Tiga contoh dokumen yang tersaji itu hanya contoh ekstrem yang tampak di paras sejarah Indonesia ihwal bagaimana arsip dan politik berada dalam satu paket. Untuk mencari , mengurai, menjelaskan dan memberikan putusan , diperlukan sosok-sosok baru dengan keahlian khusus. Sosok itu bernama detektif arsip. Dengan cara kerja arsiparis berkemampuan khusus itu tentu tak terbayangkan bila Kepala BIN justru berasal dari arsiparis. Inilah yang pernah terjadi di Inggris.
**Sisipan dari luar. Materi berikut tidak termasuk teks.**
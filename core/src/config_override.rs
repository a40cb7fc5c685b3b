//! `-c key=value` overrides for `config.toml` settings.

use clap::ArgAction;
use clap::Parser;
use toml::Value as TomlValue;

#[derive(Parser, Debug, Default, Clone)]
pub struct CliConfigOverrides {
    /// Override a setting from `$ESTATE_HOME/config.toml`. May be repeated.
    ///
    /// The value is parsed as TOML and falls back to a plain string when
    /// that fails, so `-c base_url=http://host/api` works without quotes.
    /// Dotted keys reach into tables, e.g. `-c http_headers.X-Trace=1`.
    #[arg(
        short = 'c',
        long = "config",
        value_name = "key=value",
        action = ArgAction::Append,
        global = true,
    )]
    pub raw_overrides: Vec<String>,
}

impl CliConfigOverrides {
    pub fn parse_overrides(&self) -> Result<Vec<(String, TomlValue)>, String> {
        self.raw_overrides
            .iter()
            .map(|raw| {
                let Some((key, value)) = raw.split_once('=') else {
                    return Err(format!("Invalid override (missing '='): {raw}"));
                };
                let key = key.trim();
                if key.is_empty() {
                    return Err(format!("Empty key in override: {raw}"));
                }
                let value = value.trim();
                let value = parse_toml_value(value).unwrap_or_else(|| {
                    TomlValue::String(value.trim_matches(|c| c == '"' || c == '\'').to_string())
                });
                Ok((key.to_string(), value))
            })
            .collect()
    }
}

fn parse_toml_value(raw: &str) -> Option<TomlValue> {
    let wrapped = format!("_x_ = {raw}");
    let mut table: toml::Table = toml::from_str(&wrapped).ok()?;
    table.remove("_x_")
}

#[cfg(test)]
mod tests {
    #![expect(clippy::unwrap_used)]
    use super::*;
    use pretty_assertions::assert_eq;

    fn overrides(raw: &[&str]) -> CliConfigOverrides {
        CliConfigOverrides {
            raw_overrides: raw.iter().map(ToString::to_string).collect(),
        }
    }

    #[test]
    fn parses_toml_scalars_and_falls_back_to_strings() {
        let parsed = overrides(&[
            "request_timeout_ms=5000",
            "coalesce_renewals=false",
            "base_url=http://example.test/api",
            "user_agent=\"estate test\"",
        ])
        .parse_overrides()
        .unwrap();
        assert_eq!(
            parsed,
            vec![
                ("request_timeout_ms".to_string(), TomlValue::Integer(5000)),
                ("coalesce_renewals".to_string(), TomlValue::Boolean(false)),
                (
                    "base_url".to_string(),
                    TomlValue::String("http://example.test/api".to_string())
                ),
                (
                    "user_agent".to_string(),
                    TomlValue::String("estate test".to_string())
                ),
            ]
        );
    }

    #[test]
    fn rejects_missing_equals_and_empty_key() {
        assert!(overrides(&["base_url"]).parse_overrides().is_err());
        assert!(overrides(&["=1"]).parse_overrides().is_err());
    }
}
impl Client {
    pub fn new(base_url: impl Into<String>, session: Arc<dyn SessionStore>) -> Result<Self> {
        Self::with_options(base_url, session, ClientOptions::default())
    }

    pub fn with_options(
        base_url: impl Into<String>,
        session: Arc<dyn SessionStore>,
        options: ClientOptions,
    ) -> Result<Self> {
        let mut base_url = base_url.into();
        // Trim trailing slashes so paths can always start with one.
        while base_url.ends_with('/') {
            base_url.pop();
        }
        let cookie_jar = options.cookie_jar.unwrap_or_default();
        let mut builder = reqwest::Client::builder().cookie_provider(Arc::clone(&cookie_jar));
        if let Some(timeout) = options.timeout {
            builder = builder.timeout(timeout);
        }
        let http = builder.build()?;
        let (events, _) = broadcast::channel(EVENT_CHANNEL_CAPACITY);
        Ok(Self {
            base_url,
            http,
            session,
            cookie_jar,
            user_agent: HeaderValue::from_static(DEFAULT_USER_AGENT),
            extra_headers: HeaderMap::new(),
            renewal_policy: RenewalPolicy::default(),
            renewal: Arc::new(RenewalGate::default()),
            events,
        })
    }

    pub fn with_user_agent(mut self, ua: impl Into<String>) -> Self {
        if let Ok(hv) = HeaderValue::from_str(&ua.into()) {
            self.user_agent = hv;
        }
        self
    }

    /// Static headers sent with every call. Entries that are not valid
    /// header names or values are skipped.
    pub fn with_http_headers(mut self, headers: &HashMap<String, String>) -> Self {
        for (name, value) in headers {
            match (
                HeaderName::from_bytes(name.as_bytes()),
                HeaderValue::from_str(value),
            ) {
                (Ok(name), Ok(value)) => {
                    self.extra_headers.insert(name, value);
                }
                _ => warn!("ignoring invalid http header {name:?}"),
            }
        }
        self
    }

    pub fn with_renewal_policy(mut self, policy: RenewalPolicy) -> Self {
        self.renewal_policy = policy;
        self
    }

    pub fn base_url(&self) -> &str {
        &self.base_url
    }

    pub fn session(&self) -> &Arc<dyn SessionStore> {
        &self.session
    }

    pub fn renewal_policy(&self) -> RenewalPolicy {
        self.renewal_policy
    }

    /// Receive [`AuthEvent`]s emitted after this call.
    pub fn subscribe(&self) -> broadcast::Receiver<AuthEvent> {
        self.events.subscribe()
    }

    pub(crate) fn emit(&self, event: AuthEvent) {
        // No subscribers is fine.
        let _ = self.events.send(event);
    }

    pub(crate) fn url_for(&self, path: &str) -> String {
        if path.starts_with('/') {
            format!("{}{path}", self.base_url)
        } else {
            format!("{}/{path}", self.base_url)
        }
    }

    fn refresh_url(&self) -> Option<Url> {
        Url::parse(&self.url_for(REFRESH_PATH)).ok()
    }

    /// `Cookie:` header value the jar would send to the renewal endpoint.
    pub fn refresh_cookies(&self) -> Option<String> {
        let url = self.refresh_url()?;
        self.cookie_jar
            .cookies(&url)
            .and_then(|hv| hv.to_str().ok().map(str::to_string))
    }

    /// Seed the jar with `name=value` pairs captured by an earlier process.
    pub fn restore_cookies(&self, pairs: &[String]) {
        let Some(url) = self.refresh_url() else {
            return;
        };
        for pair in pairs {
            self.cookie_jar
                .add_cookie_str(&format!("{pair}; Path=/"), &url);
        }
    }

    pub(crate) fn expire_refresh_cookie(&self) {
        let Some(url) = self.refresh_url() else {
            return;
        };
        self.cookie_jar
            .add_cookie_str(&format!("{REFRESH_COOKIE_NAME}=; Max-Age=0; Path=/"), &url);
        // Also drop a copy scoped to the endpoint's default path.
        self.cookie_jar
            .add_cookie_str(&format!("{REFRESH_COOKIE_NAME}=; Max-Age=0"), &url);
    }

    fn headers(&self, credential: Option<&str>, overrides: &HeaderMap) -> HeaderMap {
        let mut h = HeaderMap::new();
        h.insert(USER_AGENT, self.user_agent.clone());
        h.insert(CONTENT_TYPE, HeaderValue::from_static("application/json"));
        for (name, value) in &self.extra_headers {
            h.insert(name.clone(), value.clone());
        }
        if let Some(token) = credential {
            let value = format!("Bearer {token}");
            match HeaderValue::from_str(&value) {
                Ok(hv) => {
                    h.insert(AUTHORIZATION, hv);
                }
                Err(_) => warn!("stored credential is not a valid header value; sending without it"),
            }
        }
        for (name, value) in overrides {
            h.insert(name.clone(), value.clone());
        }
        h
    }

    async fn send_once(
        &self,
        method: &Method,
        url: &str,
        body: Option<&Bytes>,
        options: &RequestOptions,
        credential: Option<&str>,
    ) -> Result<reqwest::Response> {
        let mut req = self
            .http
            .request(method.clone(), url)
            .headers(self.headers(credential, &options.headers));
        if !options.query.is_empty() {
            req = req.query(&options.query);
        }
        if let Some(body) = body {
            req = req.body(body.clone());
        }
        trace!(
            "{method} {url} (authorized: {})",
            credential.is_some()
        );
        Ok(req.send().await?)
    }

    /// Perform a call against `path` relative to the base URL.
    ///
    /// 2xx resolves; any other status rejects with [`ApiError::Status`]
    /// carrying the response verbatim. A 401 first triggers one session
    /// renewal and one retry; if renewal fails the session is cleared and
    /// [`ApiError::Unauthenticated`] is returned.
    pub async fn request(
        &self,
        method: Method,
        path: &str,
        body: Option<Value>,
        options: RequestOptions,
    ) -> Result<ApiResponse> {
        let url = self.url_for(path);
        let body = body
            .map(|v| serde_json::to_vec(&v).map(Bytes::from))
            .transpose()
            .map_err(ApiError::Encode)?;

        // Read the epoch before the credential so a renewal that lands in
        // between is noticed on 401.
        let observed_epoch = self.renewal.epoch.load(Ordering::Acquire);
        let credential = self.session.credential();
        let res = self
            .send_once(&method, &url, body.as_ref(), &options, credential.as_deref())
            .await?;

        if res.status() != StatusCode::UNAUTHORIZED || options.skip_renewal {
            return into_api_response(&method, &url, res).await;
        }

        debug!("{method} {url} returned 401; renewing session");
        let renewed = self.renew_after_unauthorized(observed_epoch).await?;
        let retry = self
            .send_once(&method, &url, body.as_ref(), &options, Some(&renewed))
            .await?;
        into_api_response(&method, &url, retry).await
    }

    pub async fn get(&self, path: &str) -> Result<ApiResponse> {
        self.request(Method::GET, path, None, RequestOptions::default())
            .await
    }

    pub async fn post<B: Serialize + ?Sized>(&self, path: &str, body: &B) -> Result<ApiResponse> {
        let body = serde_json::to_value(body).map_err(ApiError::Encode)?;
        self.request(Method::POST, path, Some(body), RequestOptions::default())
            .await
    }

    pub async fn put<B: Serialize + ?Sized>(&self, path: &str, body: &B) -> Result<ApiResponse> {
        let body = serde_json::to_value(body).map_err(ApiError::Encode)?;
        self.request(Method::PUT, path, Some(body), RequestOptions::default())
            .await
    }

    pub async fn delete(&self, path: &str) -> Result<ApiResponse> {
        self.request(Method::DELETE, path, None, RequestOptions::default())
            .await
    }

    pub(crate) async fn get_json<T: DeserializeOwned>(
        &self,
        path: &str,
        options: RequestOptions,
    ) -> Result<T> {
        self.request(Method::GET, path, None, options).await?.json()
    }

    async fn renew_after_unauthorized(&self, observed_epoch: u64) -> Result<String> {
        match self.renewal_policy {
            RenewalPolicy::PerRequest => self.renew_session().await,
            RenewalPolicy::Coalesce => {
                let mut last = self.renewal.last_outcome.lock().await;
                if self.renewal.epoch.load(Ordering::Acquire) != observed_epoch
                    && let Some(outcome) = last.as_ref()
                {
                    debug!("reusing a renewal that completed while the request was in flight");
                    return match outcome {
                        RenewalOutcome::Renewed(token) => Ok(token.clone()),
                        RenewalOutcome::Failed => Err(ApiError::Unauthenticated),
                    };
                }
                let result = self.renew_session().await;
                *last = Some(match &result {
                    Ok(token) => RenewalOutcome::Renewed(token.clone()),
                    Err(_) => RenewalOutcome::Failed,
                });
                self.renewal.epoch.fetch_add(1, Ordering::AcqRel);
                result
            }
        }
    }

    /// Exchange the refresh cookie for a new credential and store it. On any
    /// failure the session is cleared and `Unauthenticated` is returned.
    pub(crate) async fn renew_session(&self) -> Result<String> {
        let renewed = match self.call_refresh_endpoint().await {
            Ok(RefreshResponse { access_token, role }) => {
                let stored = match role {
                    Some(role) => self.session.set_session(access_token.clone(), Some(role)),
                    None => self.session.update_credential(access_token.clone()),
                };
                stored
                    .map(|()| access_token)
                    .map_err(ApiError::Session)
            }
            Err(err) => Err(err),
        };
        // A credential that could not be stored is as unusable as a rejected
        // renewal; every caller sees the same outcome.
        match renewed {
            Ok(access_token) => {
                debug!("session renewed");
                self.emit(AuthEvent::Renewed);
                Ok(access_token)
            }
            Err(err) => {
                warn!("session renewal failed: {err}");
                self.expire_session();
                Err(ApiError::Unauthenticated)
            }
        }
    }

    async fn call_refresh_endpoint(&self) -> Result<RefreshResponse> {
        let url = self.url_for(REFRESH_PATH);
        // The expired bearer is deliberately not sent; the cookie jar carries
        // the refresh credential.
        let res = self
            .http
            .post(&url)
            .headers(self.headers(None, &HeaderMap::new()))
            .body("{}")
            .send()
            .await?;
        into_api_response(&Method::POST, &url, res).await?.json()
    }

    fn expire_session(&self) {
        if let Err(err) = self.session.clear_session() {
            warn!("failed to clear session: {err}");
        }
        self.emit(AuthEvent::SessionExpired);
    }
}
Pada tahun 1992 – 1996 pemerintah Inggris mempercayakan badan intelijennya M15 dipimpin arsiparis Dame Stella Rimington yang berpendidikan dan bekerja sebagai arsiparis sejak 1959 di Worcester, menjadi contoh sahih bagaimana dunia intelijen (detektif) dan arsip berada  dan dalam satu paket. Yang tak juga dilupakan Rimington adalah seorang novelis yang salah satu karyanya diganjar Booker Prize pada tahun 2011.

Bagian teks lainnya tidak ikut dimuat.